WHAT YOU HAVE TO DO:
If a line of the records contains the string "Instant", copy it out.

SUPPLIED INFORMATION:
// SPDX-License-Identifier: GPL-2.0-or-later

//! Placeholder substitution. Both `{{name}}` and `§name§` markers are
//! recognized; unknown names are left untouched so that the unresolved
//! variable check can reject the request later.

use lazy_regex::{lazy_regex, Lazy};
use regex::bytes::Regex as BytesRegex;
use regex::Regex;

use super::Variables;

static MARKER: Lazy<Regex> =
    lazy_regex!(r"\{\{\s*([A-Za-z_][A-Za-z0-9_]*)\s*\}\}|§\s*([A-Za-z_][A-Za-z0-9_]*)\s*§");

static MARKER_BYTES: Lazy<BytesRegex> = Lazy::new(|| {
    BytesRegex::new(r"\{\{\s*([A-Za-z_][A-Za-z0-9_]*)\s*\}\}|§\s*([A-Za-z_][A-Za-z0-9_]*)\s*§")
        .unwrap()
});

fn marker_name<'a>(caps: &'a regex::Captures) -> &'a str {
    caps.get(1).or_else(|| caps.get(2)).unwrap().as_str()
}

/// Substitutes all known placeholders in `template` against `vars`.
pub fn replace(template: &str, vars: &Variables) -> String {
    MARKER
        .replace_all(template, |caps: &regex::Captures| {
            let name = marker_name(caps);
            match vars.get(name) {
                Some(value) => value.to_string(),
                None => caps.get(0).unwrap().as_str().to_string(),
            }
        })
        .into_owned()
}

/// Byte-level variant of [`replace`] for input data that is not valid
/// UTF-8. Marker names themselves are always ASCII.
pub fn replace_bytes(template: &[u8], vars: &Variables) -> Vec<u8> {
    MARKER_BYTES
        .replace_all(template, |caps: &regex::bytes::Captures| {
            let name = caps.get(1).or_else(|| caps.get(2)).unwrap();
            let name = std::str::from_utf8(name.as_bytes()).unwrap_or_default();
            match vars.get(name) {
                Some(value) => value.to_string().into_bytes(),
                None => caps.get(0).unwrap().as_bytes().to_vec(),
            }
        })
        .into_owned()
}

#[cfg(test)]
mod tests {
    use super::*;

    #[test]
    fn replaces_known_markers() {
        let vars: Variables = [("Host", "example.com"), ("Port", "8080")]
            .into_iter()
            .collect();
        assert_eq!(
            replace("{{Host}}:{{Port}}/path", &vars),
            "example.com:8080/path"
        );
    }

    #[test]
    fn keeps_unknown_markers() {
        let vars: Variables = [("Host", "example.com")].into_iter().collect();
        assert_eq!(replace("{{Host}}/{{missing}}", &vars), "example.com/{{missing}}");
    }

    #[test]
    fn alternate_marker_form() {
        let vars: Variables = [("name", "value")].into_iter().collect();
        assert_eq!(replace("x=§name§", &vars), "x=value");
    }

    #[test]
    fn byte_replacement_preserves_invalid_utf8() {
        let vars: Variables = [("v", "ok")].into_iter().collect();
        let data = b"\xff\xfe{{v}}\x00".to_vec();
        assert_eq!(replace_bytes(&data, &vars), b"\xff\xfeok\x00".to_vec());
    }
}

---

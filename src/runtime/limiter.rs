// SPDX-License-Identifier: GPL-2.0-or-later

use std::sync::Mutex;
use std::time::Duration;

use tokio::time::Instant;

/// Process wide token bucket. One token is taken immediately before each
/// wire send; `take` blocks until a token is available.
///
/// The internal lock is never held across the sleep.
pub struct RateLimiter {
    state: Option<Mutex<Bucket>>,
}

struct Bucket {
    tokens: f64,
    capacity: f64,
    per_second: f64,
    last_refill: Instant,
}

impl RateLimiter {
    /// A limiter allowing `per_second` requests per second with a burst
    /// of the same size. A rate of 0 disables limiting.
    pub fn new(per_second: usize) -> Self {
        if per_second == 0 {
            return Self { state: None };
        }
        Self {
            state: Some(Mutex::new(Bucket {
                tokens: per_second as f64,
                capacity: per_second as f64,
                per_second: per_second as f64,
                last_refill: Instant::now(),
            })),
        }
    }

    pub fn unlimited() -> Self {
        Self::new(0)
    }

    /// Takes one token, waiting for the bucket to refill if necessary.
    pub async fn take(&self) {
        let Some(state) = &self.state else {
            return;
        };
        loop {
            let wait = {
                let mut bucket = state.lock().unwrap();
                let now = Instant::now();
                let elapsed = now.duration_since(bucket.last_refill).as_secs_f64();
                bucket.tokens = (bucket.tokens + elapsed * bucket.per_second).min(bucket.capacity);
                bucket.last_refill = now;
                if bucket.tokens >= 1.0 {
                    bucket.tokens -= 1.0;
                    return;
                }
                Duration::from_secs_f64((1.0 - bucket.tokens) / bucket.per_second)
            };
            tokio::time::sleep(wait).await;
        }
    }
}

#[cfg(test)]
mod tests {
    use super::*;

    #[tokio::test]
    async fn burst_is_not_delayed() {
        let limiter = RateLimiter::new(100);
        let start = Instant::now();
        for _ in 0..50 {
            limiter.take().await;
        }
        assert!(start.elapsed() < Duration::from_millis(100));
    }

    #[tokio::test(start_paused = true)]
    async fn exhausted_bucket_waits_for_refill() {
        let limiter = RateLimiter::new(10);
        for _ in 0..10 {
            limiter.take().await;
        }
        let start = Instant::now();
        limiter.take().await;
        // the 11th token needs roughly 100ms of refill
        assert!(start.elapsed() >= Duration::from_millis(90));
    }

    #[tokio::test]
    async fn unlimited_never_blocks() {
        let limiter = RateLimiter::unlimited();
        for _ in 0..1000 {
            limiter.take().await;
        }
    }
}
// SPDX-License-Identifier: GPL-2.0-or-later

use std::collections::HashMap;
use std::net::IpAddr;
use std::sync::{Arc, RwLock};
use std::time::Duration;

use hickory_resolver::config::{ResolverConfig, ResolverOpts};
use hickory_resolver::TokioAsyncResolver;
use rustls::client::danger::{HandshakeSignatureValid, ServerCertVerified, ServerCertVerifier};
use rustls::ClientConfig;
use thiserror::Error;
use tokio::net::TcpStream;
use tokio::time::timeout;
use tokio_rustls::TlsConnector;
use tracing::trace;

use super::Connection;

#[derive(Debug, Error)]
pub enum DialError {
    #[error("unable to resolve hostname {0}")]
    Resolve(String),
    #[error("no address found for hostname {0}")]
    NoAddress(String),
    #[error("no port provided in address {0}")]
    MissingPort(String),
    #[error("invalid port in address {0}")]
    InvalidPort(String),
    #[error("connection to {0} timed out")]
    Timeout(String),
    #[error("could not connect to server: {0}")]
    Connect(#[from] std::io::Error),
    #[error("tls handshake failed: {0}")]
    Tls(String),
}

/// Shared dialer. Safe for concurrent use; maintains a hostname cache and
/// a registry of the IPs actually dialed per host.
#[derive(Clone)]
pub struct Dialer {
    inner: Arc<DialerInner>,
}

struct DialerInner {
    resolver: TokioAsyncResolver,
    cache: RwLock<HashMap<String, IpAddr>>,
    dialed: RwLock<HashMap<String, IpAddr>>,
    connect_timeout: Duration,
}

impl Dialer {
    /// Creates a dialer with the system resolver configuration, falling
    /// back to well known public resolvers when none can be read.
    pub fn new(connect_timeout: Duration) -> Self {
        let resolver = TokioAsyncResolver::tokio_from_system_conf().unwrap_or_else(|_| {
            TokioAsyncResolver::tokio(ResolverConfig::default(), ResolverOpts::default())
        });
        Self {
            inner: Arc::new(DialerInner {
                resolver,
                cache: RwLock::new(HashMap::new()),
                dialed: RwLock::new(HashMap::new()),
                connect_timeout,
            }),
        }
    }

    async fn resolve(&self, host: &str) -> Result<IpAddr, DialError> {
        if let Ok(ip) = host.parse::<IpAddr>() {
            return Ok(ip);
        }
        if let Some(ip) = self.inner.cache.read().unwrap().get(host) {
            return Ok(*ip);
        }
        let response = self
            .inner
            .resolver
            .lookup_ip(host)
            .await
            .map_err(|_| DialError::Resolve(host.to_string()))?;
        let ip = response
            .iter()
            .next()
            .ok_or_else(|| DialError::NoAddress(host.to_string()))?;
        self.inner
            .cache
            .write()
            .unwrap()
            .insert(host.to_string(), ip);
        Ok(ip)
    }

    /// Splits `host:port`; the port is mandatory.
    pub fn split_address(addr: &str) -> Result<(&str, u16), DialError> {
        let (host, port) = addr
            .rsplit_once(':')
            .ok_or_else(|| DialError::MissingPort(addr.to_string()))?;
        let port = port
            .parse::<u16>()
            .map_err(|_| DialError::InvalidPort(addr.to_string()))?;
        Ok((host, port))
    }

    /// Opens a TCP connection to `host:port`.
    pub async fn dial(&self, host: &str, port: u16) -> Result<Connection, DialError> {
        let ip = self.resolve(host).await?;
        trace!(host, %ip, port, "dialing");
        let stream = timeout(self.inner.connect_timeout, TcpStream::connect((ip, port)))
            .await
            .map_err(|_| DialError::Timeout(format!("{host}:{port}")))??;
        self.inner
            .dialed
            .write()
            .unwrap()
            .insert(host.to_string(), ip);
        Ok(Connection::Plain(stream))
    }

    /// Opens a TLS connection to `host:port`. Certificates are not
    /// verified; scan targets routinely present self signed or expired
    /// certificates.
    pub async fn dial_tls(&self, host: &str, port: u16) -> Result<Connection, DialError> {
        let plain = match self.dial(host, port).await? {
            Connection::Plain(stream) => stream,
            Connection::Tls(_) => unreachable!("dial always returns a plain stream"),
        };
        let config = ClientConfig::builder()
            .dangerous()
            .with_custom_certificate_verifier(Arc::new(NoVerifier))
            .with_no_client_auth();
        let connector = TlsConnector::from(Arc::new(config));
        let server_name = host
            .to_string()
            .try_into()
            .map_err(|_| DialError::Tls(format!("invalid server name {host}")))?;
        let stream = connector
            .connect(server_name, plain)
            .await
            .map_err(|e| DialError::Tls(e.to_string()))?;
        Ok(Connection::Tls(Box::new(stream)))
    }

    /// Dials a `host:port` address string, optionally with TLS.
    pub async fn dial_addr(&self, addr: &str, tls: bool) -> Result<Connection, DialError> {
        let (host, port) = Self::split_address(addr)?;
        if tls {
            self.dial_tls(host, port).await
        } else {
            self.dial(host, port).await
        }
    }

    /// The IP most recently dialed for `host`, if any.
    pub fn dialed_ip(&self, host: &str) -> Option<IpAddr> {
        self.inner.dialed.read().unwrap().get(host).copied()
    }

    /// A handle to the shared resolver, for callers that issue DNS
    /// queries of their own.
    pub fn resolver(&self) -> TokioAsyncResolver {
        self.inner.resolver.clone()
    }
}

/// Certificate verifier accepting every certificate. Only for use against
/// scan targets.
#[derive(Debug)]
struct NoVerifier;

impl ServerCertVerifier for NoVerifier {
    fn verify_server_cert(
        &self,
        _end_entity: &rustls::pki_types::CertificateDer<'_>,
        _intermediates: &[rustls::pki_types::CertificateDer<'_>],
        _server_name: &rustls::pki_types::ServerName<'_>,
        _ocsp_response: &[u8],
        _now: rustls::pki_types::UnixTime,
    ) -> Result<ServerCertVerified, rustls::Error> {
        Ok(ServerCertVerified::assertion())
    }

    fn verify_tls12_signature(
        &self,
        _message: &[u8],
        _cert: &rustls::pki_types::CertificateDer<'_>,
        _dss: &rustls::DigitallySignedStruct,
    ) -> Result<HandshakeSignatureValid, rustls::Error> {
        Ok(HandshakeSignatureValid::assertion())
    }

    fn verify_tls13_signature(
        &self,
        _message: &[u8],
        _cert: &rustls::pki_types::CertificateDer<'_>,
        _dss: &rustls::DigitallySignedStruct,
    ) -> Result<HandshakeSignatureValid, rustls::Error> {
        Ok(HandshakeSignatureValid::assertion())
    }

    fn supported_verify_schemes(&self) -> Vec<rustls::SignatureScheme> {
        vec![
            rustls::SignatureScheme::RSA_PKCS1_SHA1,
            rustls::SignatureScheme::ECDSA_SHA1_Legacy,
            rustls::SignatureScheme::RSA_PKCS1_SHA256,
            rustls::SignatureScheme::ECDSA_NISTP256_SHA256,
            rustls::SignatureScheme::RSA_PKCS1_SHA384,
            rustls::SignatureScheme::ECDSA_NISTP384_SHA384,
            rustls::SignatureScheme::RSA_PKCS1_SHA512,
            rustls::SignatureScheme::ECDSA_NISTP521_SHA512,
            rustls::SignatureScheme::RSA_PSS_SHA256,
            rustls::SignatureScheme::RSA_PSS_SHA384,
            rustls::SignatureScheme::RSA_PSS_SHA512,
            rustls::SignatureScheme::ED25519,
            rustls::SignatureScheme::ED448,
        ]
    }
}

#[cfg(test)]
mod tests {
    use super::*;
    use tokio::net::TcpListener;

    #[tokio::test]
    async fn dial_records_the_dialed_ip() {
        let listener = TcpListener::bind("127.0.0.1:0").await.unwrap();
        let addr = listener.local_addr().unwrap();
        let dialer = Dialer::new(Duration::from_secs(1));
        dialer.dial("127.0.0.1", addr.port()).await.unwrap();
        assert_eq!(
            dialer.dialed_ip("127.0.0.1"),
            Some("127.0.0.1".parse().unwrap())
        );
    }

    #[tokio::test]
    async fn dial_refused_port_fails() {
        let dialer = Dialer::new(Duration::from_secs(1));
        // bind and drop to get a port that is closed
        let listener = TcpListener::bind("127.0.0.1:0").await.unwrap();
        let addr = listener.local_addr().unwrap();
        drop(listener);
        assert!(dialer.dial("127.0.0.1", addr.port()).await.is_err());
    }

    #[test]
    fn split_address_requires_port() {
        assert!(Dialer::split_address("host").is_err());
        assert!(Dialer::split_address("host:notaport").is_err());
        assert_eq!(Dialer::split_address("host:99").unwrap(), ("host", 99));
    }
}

ANSWER SPACE:
use tokio::time::Instant;
    last_refill: Instant,
                last_refill: Instant::now(),
                let now = Instant::now();
        let start = Instant::now();
        let start = Instant::now();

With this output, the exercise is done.